Nothing in the records may be changed; retype them in full.

•••

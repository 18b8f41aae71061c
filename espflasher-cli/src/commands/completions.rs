//! Shell completion generation and installation.

use anyhow::{Context, Result};
use clap::CommandFactory;
use clap_complete::{Shell, generate};
use console::style;
use std::env;
use std::fs;
use std::io;
use std::path::{Path, PathBuf};

use crate::Cli;

const BIN_NAME: &str = "espflasher";

/// Generate shell completions to stdout.
pub(crate) fn cmd_completions(shell: Shell) {
    let mut cmd = Cli::command();
    generate(shell, &mut cmd, BIN_NAME, &mut io::stdout());
}

/// Map a `$SHELL` value such as `/usr/bin/zsh` to a [`Shell`].
fn shell_from_path(shell_path: &str) -> Option<Shell> {
    let name = Path::new(shell_path)
        .file_name()
        .and_then(|n| n.to_str())
        .unwrap_or("");
    match name {
        "bash" => Some(Shell::Bash),
        "zsh" => Some(Shell::Zsh),
        "fish" => Some(Shell::Fish),
        "elvish" => Some(Shell::Elvish),
        "pwsh" | "powershell" => Some(Shell::PowerShell),
        _ => None,
    }
}

fn detect_shell_type() -> Option<Shell> {
    if let Ok(shell_path) = env::var("SHELL") {
        return shell_from_path(&shell_path);
    }
    if cfg!(windows) && env::var("PSModulePath").is_ok() {
        return Some(Shell::PowerShell);
    }
    None
}

fn home_dir() -> Result<PathBuf> {
    env::var("HOME")
        .or_else(|_| env::var("USERPROFILE"))
        .map(PathBuf::from)
        .context("Could not determine home directory")
}

fn xdg_dir(var: &str, fallback: &[&str]) -> Result<PathBuf> {
    if let Ok(dir) = env::var(var) {
        return Ok(PathBuf::from(dir));
    }
    Ok(fallback
        .iter()
        .fold(home_dir()?, |path, part| path.join(part)))
}

/// Where the completion script for `shell` goes.
fn completion_install_path(shell: Shell) -> Result<PathBuf> {
    match shell {
        Shell::Bash => Ok(xdg_dir("XDG_DATA_HOME", &[".local", "share"])?
            .join("bash-completion")
            .join("completions")
            .join(BIN_NAME)),
        Shell::Zsh => Ok(home_dir()?.join(".zfunc").join(format!("_{BIN_NAME}"))),
        Shell::Fish => Ok(xdg_dir("XDG_CONFIG_HOME", &[".config"])?
            .join("fish")
            .join("completions")
            .join(format!("{BIN_NAME}.fish"))),
        Shell::Elvish => Ok(xdg_dir("XDG_CONFIG_HOME", &[".config"])?
            .join("elvish")
            .join("lib")
            .join(format!("{BIN_NAME}.elv"))),
        Shell::PowerShell => Ok(home_dir()?
            .join(".config")
            .join("powershell")
            .join("completions")
            .join(format!("{BIN_NAME}.ps1"))),
        _ => anyhow::bail!("Unsupported shell for auto-install"),
    }
}

/// Install shell completions for the given or detected shell.
pub(crate) fn cmd_completions_install(shell_arg: Option<Shell>) -> Result<()> {
    let shell = match shell_arg {
        Some(s) => s,
        None => detect_shell_type().context(
            "Could not detect your shell. Please specify it explicitly:\n  \
             espflasher completions --install bash",
        )?,
    };

    let path = completion_install_path(shell)?;

    let mut buf = Vec::new();
    generate(shell, &mut Cli::command(), BIN_NAME, &mut buf);

    if let Some(parent) = path.parent() {
        fs::create_dir_all(parent)
            .with_context(|| format!("Failed to create directory: {}", parent.display()))?;
    }
    fs::write(&path, &buf)
        .with_context(|| format!("Failed to write completion file: {}", path.display()))?;

    eprintln!(
        "{} Installed {} completions to {}",
        style("✓").green().bold(),
        style(format!("{shell:?}")).cyan(),
        style(path.display()).yellow()
    );

    match shell {
        Shell::Zsh => {
            eprintln!(
                "Make sure {} is in your .zshrc, then run {}",
                style("fpath=(~/.zfunc $fpath)").cyan(),
                style("exec zsh").cyan()
            );
        },
        Shell::PowerShell => {
            eprintln!(
                "Load it from your profile with {}",
                style(format!(". {}", path.display())).cyan()
            );
        },
        _ => eprintln!("Completions load automatically in new shells."),
    }

    Ok(())
}

#[cfg(test)]
mod tests {
    use super::*;

    #[test]
    fn test_shell_from_path() {
        assert_eq!(shell_from_path("/bin/bash"), Some(Shell::Bash));
        assert_eq!(shell_from_path("/usr/bin/zsh"), Some(Shell::Zsh));
        assert_eq!(shell_from_path("fish"), Some(Shell::Fish));
        assert_eq!(shell_from_path("/usr/bin/pwsh"), Some(Shell::PowerShell));
        assert_eq!(shell_from_path("/usr/bin/tcsh"), None);
        assert_eq!(shell_from_path(""), None);
    }

    #[test]
    fn test_install_paths_named_after_binary() {
        if home_dir().is_err() {
            return;
        }
        let bash = completion_install_path(Shell::Bash).unwrap();
        assert!(bash.ends_with("bash-completion/completions/espflasher"));
        let zsh = completion_install_path(Shell::Zsh).unwrap();
        assert!(zsh.ends_with(".zfunc/_espflasher"));
        let fish = completion_install_path(Shell::Fish).unwrap();
        assert!(fish.ends_with("fish/completions/espflasher.fish"));
    }

    #[test]
    fn test_generated_scripts_mention_binary() {
        for shell in [Shell::Bash, Shell::Zsh, Shell::Fish] {
            let mut buf = Vec::new();
            generate(shell, &mut Cli::command(), BIN_NAME, &mut buf);
            let script = String::from_utf8(buf).unwrap();
            assert!(script.contains("espflasher"), "{shell:?}");
            assert!(script.contains("list-ports"), "{shell:?}");
        }
    }
}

•••

Output for this task:
repository 18b8f41aae71061c
filename espflasher-cli/src/commands/completions.rs
//! Shell completion generation and installation.

use anyhow::{Context, Result};
use clap::CommandFactory;
use clap_complete::{Shell, generate};
use console::style;
use std::env;
use std::fs;
use std::io;
use std::path::{Path, PathBuf};

use crate::Cli;

const BIN_NAME: &str = "espflasher";

/// Generate shell completions to stdout.
pub(crate) fn cmd_completions(shell: Shell) {
    let mut cmd = Cli::command();
    generate(shell, &mut cmd, BIN_NAME, &mut io::stdout());
}

/// Map a `$SHELL` value such as `/usr/bin/zsh` to a [`Shell`].
fn shell_from_path(shell_path: &str) -> Option<Shell> {
    let name = Path::new(shell_path)
        .file_name()
        .and_then(|n| n.to_str())
        .unwrap_or("");
    match name {
        "bash" => Some(Shell::Bash),
        "zsh" => Some(Shell::Zsh),
        "fish" => Some(Shell::Fish),
        "elvish" => Some(Shell::Elvish),
        "pwsh" | "powershell" => Some(Shell::PowerShell),
        _ => None,
    }
}

fn detect_shell_type() -> Option<Shell> {
    if let Ok(shell_path) = env::var("SHELL") {
        return shell_from_path(&shell_path);
    }
    if cfg!(windows) && env::var("PSModulePath").is_ok() {
        return Some(Shell::PowerShell);
    }
    None
}

fn home_dir() -> Result<PathBuf> {
    env::var("HOME")
        .or_else(|_| env::var("USERPROFILE"))
        .map(PathBuf::from)
        .context("Could not determine home directory")
}

fn xdg_dir(var: &str, fallback: &[&str]) -> Result<PathBuf> {
    if let Ok(dir) = env::var(var) {
        return Ok(PathBuf::from(dir));
    }
    Ok(fallback
        .iter()
        .fold(home_dir()?, |path, part| path.join(part)))
}

/// Where the completion script for `shell` goes.
fn completion_install_path(shell: Shell) -> Result<PathBuf> {
    match shell {
        Shell::Bash => Ok(xdg_dir("XDG_DATA_HOME", &[".local", "share"])?
            .join("bash-completion")
            .join("completions")
            .join(BIN_NAME)),
        Shell::Zsh => Ok(home_dir()?.join(".zfunc").join(format!("_{BIN_NAME}"))),
        Shell::Fish => Ok(xdg_dir("XDG_CONFIG_HOME", &[".config"])?
            .join("fish")
            .join("completions")
            .join(format!("{BIN_NAME}.fish"))),
        Shell::Elvish => Ok(xdg_dir("XDG_CONFIG_HOME", &[".config"])?
            .join("elvish")
            .join("lib")
            .join(format!("{BIN_NAME}.elv"))),
        Shell::PowerShell => Ok(home_dir()?
            .join(".config")
            .join("powershell")
            .join("completions")
            .join(format!("{BIN_NAME}.ps1"))),
        _ => anyhow::bail!("Unsupported shell for auto-install"),
    }
}

/// Install shell completions for the given or detected shell.
pub(crate) fn cmd_completions_install(shell_arg: Option<Shell>) -> Result<()> {
    let shell = match shell_arg {
        Some(s) => s,
        None => detect_shell_type().context(
            "Could not detect your shell. Please specify it explicitly:\n  \
             espflasher completions --install bash",
        )?,
    };

    let path = completion_install_path(shell)?;

    let mut buf = Vec::new();
    generate(shell, &mut Cli::command(), BIN_NAME, &mut buf);

    if let Some(parent) = path.parent() {
        fs::create_dir_all(parent)
            .with_context(|| format!("Failed to create directory: {}", parent.display()))?;
    }
    fs::write(&path, &buf)
        .with_context(|| format!("Failed to write completion file: {}", path.display()))?;

    eprintln!(
        "{} Installed {} completions to {}",
        style("✓").green().bold(),
        style(format!("{shell:?}")).cyan(),
        style(path.display()).yellow()
    );

    match shell {
        Shell::Zsh => {
            eprintln!(
                "Make sure {} is in your .zshrc, then run {}",
                style("fpath=(~/.zfunc $fpath)").cyan(),
                style("exec zsh").cyan()
            );
        },
        Shell::PowerShell => {
            eprintln!(
                "Load it from your profile with {}",
                style(format!(". {}", path.display())).cyan()
            );
        },
        _ => eprintln!("Completions load automatically in new shells."),
    }

    Ok(())
}

#[cfg(test)]
mod tests {
    use super::*;

    #[test]
    fn test_shell_from_path() {
        assert_eq!(shell_from_path("/bin/bash"), Some(Shell::Bash));
        assert_eq!(shell_from_path("/usr/bin/zsh"), Some(Shell::Zsh));
        assert_eq!(shell_from_path("fish"), Some(Shell::Fish));
        assert_eq!(shell_from_path("/usr/bin/pwsh"), Some(Shell::PowerShell));
        assert_eq!(shell_from_path("/usr/bin/tcsh"), None);
        assert_eq!(shell_from_path(""), None);
    }

    #[test]
    fn test_install_paths_named_after_binary() {
        if home_dir().is_err() {
            return;
        }
        let bash = completion_install_path(Shell::Bash).unwrap();
        assert!(bash.ends_with("bash-completion/completions/espflasher"));
        let zsh = completion_install_path(Shell::Zsh).unwrap();
        assert!(zsh.ends_with(".zfunc/_espflasher"));
        let fish = completion_install_path(Shell::Fish).unwrap();
        assert!(fish.ends_with("fish/completions/espflasher.fish"));
    }

    #[test]
    fn test_generated_scripts_mention_binary() {
        for shell in [Shell::Bash, Shell::Zsh, Shell::Fish] {
            let mut buf = Vec::new();
            generate(shell, &mut Cli::command(), BIN_NAME, &mut buf);
            let script = String::from_utf8(buf).unwrap();
            assert!(script.contains("espflasher"), "{shell:?}");
            assert!(script.contains("list-ports"), "{shell:?}");
        }
    }
}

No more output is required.